Она посмотрела мечтательно и протянула:

– Это было бы замечательно, только этого никогда не бывает, ни с кем.

Какая неожиданная, какая странная мысль! Над этой мыслью следовало бы хорошенько подумать. Он только сказал:

– Спасибо, Луиза. Вам можно идти.

Она убежала вприпрыжку, громко топая новыми башмаками, у которых оказались квадратные, должно быть, железные каблуки.

Он должен был запереться, чтобы впредь никто не мешал, но из деликатности не решался на столь обыкновенный поступок. Сморщившись, почесав кончик носа, он согласился, что лучше оставить, как есть, чем заводить досужие толки и сплетни, и перечитал последнее, что написал.

Что ж, пожалуй, теперь можно безбоязненно отправляться к Ильинским… где она ждет, где музыка прозвучит… именно та… он уже слышал её: о, богиня… тонкие пальцы словно бы снова тронули клавиши… слабые аккорды словно бы снова сказали:

«Ты сильный, вот ты и вспомнил об этом, а я давно говорила тебе, и путь твой ещё не окончен, теперь ты узнал…»

Вновь стиснулись зубы, разгорелись глаза.

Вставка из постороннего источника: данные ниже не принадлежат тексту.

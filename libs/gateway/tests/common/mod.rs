//! Scripted gateway server for shard integration tests
//!
//! Speaks just enough of the protocol to exercise a session: Hello on
//! connect, READY for Identify, RESUMED for Resume, acks for heartbeats.
//! Client frames are always plain text; downstream frames go out as
//! zlib-stream binary when compression is enabled.

use std::sync::atomic::{AtomicUsize, Ordering};
use std::sync::Arc;

use flate2::{Compress, Compression, FlushCompress};
use futures_util::{SinkExt, StreamExt};
use parking_lot::Mutex;
use serde_json::{json, Value};
use tokio::net::TcpListener;
use tokio_tungstenite::accept_async;
use tokio_tungstenite::tungstenite::Message;

#[macro_export]
macro_rules! verbose_println {
    ($($arg:tt)*) => {
        if std::env::var("TEST_VERBOSE").is_ok() {
            println!($($arg)*);
        }
    };
}

#[derive(Clone, Copy)]
pub struct MockOptions {
    pub heartbeat_interval_ms: u64,
    /// Compress downstream frames as one continuous zlib stream
    pub zlib: bool,
    /// Send a Reconnect opcode shortly after the first READY
    pub reconnect_after_first_ready: bool,
}

impl Default for MockOptions {
    fn default() -> Self {
        Self {
            heartbeat_interval_ms: 200,
            zlib: false,
            reconnect_after_first_ready: false,
        }
    }
}

#[derive(Default)]
pub struct ServerState {
    /// Identify `d` payloads, in arrival order across all connections
    pub identifies: Mutex<Vec<Value>>,
    /// Resume `d` payloads
    pub resumes: Mutex<Vec<Value>>,
    pub heartbeats: AtomicUsize,
    pub connections: AtomicUsize,
}

pub struct MockGatewayServer {
    pub url: String,
    pub state: Arc<ServerState>,
}

impl MockGatewayServer {
    pub async fn start(opts: MockOptions) -> Self {
        let listener = TcpListener::bind("127.0.0.1:0").await.unwrap();
        let addr = listener.local_addr().unwrap();
        let url = format!("ws://{addr}");
        let state = Arc::new(ServerState::default());

        let own_url = url.clone();
        let state_clone = Arc::clone(&state);
        tokio::spawn(async move {
            loop {
                let Ok((socket, _)) = listener.accept().await else {
                    break;
                };
                let index = state_clone.connections.fetch_add(1, Ordering::SeqCst);
                let state = Arc::clone(&state_clone);
                let own_url = own_url.clone();
                tokio::spawn(async move {
                    if let Err(e) = handle_connection(socket, state, opts, index, own_url).await {
                        verbose_println!("[mock-gw] connection {index} ended: {e}");
                    }
                });
            }
        });

        Self { url, state }
    }
}

/// Compresses downstream frames into one continuous stream with sync-flush
/// boundaries, so each frame ends in `00 00 FF FF`.
struct StreamCompressor {
    compress: Compress,
}

impl StreamCompressor {
    fn new() -> Self {
        Self {
            compress: Compress::new(Compression::fast(), true),
        }
    }

    fn frame(&mut self, text: &str) -> Vec<u8> {
        let mut out = Vec::with_capacity(text.len() + 64);
        let mut consumed = 0usize;
        let input = text.as_bytes();
        loop {
            let before_in = self.compress.total_in();
            let before_out = self.compress.total_out();
            let mut buf = [0u8; 4096];
            self.compress
                .compress(&input[consumed..], &mut buf, FlushCompress::Sync)
                .unwrap();
            consumed += (self.compress.total_in() - before_in) as usize;
            let written = (self.compress.total_out() - before_out) as usize;
            out.extend_from_slice(&buf[..written]);
            if consumed == input.len() && out.ends_with(&[0x00, 0x00, 0xFF, 0xFF]) {
                return out;
            }
        }
    }
}

async fn handle_connection(
    socket: tokio::net::TcpStream,
    state: Arc<ServerState>,
    opts: MockOptions,
    index: usize,
    own_url: String,
) -> Result<(), tokio_tungstenite::tungstenite::Error> {
    let ws = accept_async(socket).await?;
    let (mut sink, mut stream) = ws.split();
    let mut compressor = opts.zlib.then(StreamCompressor::new);

    let mut send = |frame: Value| {
        let text = frame.to_string();
        match compressor.as_mut() {
            Some(c) => Message::Binary(c.frame(&text)),
            None => Message::Text(text),
        }
    };

    sink.send(send(
        json!({"op": 10, "d": {"heartbeat_interval": opts.heartbeat_interval_ms}}),
    ))
    .await?;

    let mut seq = 0u64;
    while let Some(msg) = stream.next().await {
        let Message::Text(text) = msg? else {
            continue;
        };
        let frame: Value = serde_json::from_str(&text).unwrap();
        let op = frame.get("op").and_then(Value::as_u64).unwrap_or(255);
        verbose_println!("[mock-gw] conn {index} <- op {op}");

        match op {
            // Heartbeat
            1 => {
                state.heartbeats.fetch_add(1, Ordering::SeqCst);
                sink.send(send(json!({"op": 11}))).await?;
            }
            // Identify
            2 => {
                state
                    .identifies
                    .lock()
                    .push(frame.get("d").cloned().unwrap_or(Value::Null));
                seq += 1;
                sink.send(send(json!({
                    "op": 0,
                    "t": "READY",
                    "s": seq,
                    "d": {
                        "session_id": format!("sess-{index}"),
                        "resume_gateway_url": own_url,
                        "user": {"id": "1", "username": "mock-bot"},
                    },
                })))
                .await?;

                if index == 0 && opts.reconnect_after_first_ready {
                    sink.send(send(json!({"op": 7, "d": null}))).await?;
                }
            }
            // Resume
            6 => {
                state
                    .resumes
                    .lock()
                    .push(frame.get("d").cloned().unwrap_or(Value::Null));
                seq += 1;
                sink.send(send(json!({
                    "op": 0,
                    "t": "RESUMED",
                    "s": seq,
                    "d": null,
                })))
                .await?;
            }
            _ => {}
        }
    }
    Ok(())
}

Вся картина раскрылась, но писать он больше не мог. Что-то сбилось, что-то расстроилось в нем. Потерялся какой-то внутренний ритм.

Он походил, надеясь размяться и продолжать, попробовал небольшую сигарку, в раздумье посидел у окна, ожидая, что вот выскочит ритм, и пойдет, и пойдет.

Под окном болтали няньки в белых чепцах, ребятишки в пестрых платьицах, в коротких штанишках сосредоточенно рылись в чистом мелком желтом песке.

Он отошел от окна, всё без ритма, погладил голое темя, весело фыркнул:

– Сто гульденов!..

Нехотя спрятал рукопись в стол, старательно подергал, хорош ли замок, бормоча:

– Избави Бог!.. Шутить такими вещами нельзя!..

И взглянул на часы.

До обеда оставалось около часа.

Луиза отняла этот час дурацкой своей болтовней, но он качал головой и смеялся:

– А косынка-то, а косынка!..

Он забавлялся, прощая ей так глупо украденный час, уже твердо уверенный в том, что впереди ещё много часов, так что без этого одного он как-нибудь обойдется, и было приятно ощутить себя таким щедрым и бодрым, то есть таким, каким был всегда, только не выходило случая таким себя ощутить.

Он припомнил, что дня через три сбирался уехать в Париж. От этого стало ещё веселей. Он уже любил Мариенбад какой-то особенной, кажется, благодарной любовью.

Старик Гете оказался, как всегда, прав.

Все-таки до обеда оставался ещё целый час. Он прикинул, куда бы пойти. На месте ему не сиделось. Обнаружил, что всюду готов был пойти, но в отдельности Гн хотелось идти никуда. Лучше всего было бы пошататься без цели. Вот и прекрасно, и он побрел наугад.

Светило большое летнее солнце, беззаботно шелестела потемневшая густая листва, под каблуками приятно поскрипывал чистый песок, точно кто-то нарочно по песчинке его перебрал, как хозяйки перебирают крупу, и в душе была беззаботность, как в этом солнце, в этой листве и в этом песке. Он больше не думал о печени, о расстроенных нервах, о тяжком бремени сорока пяти лет. У него словно не оставалось ни печени, ни нервов, ни лет.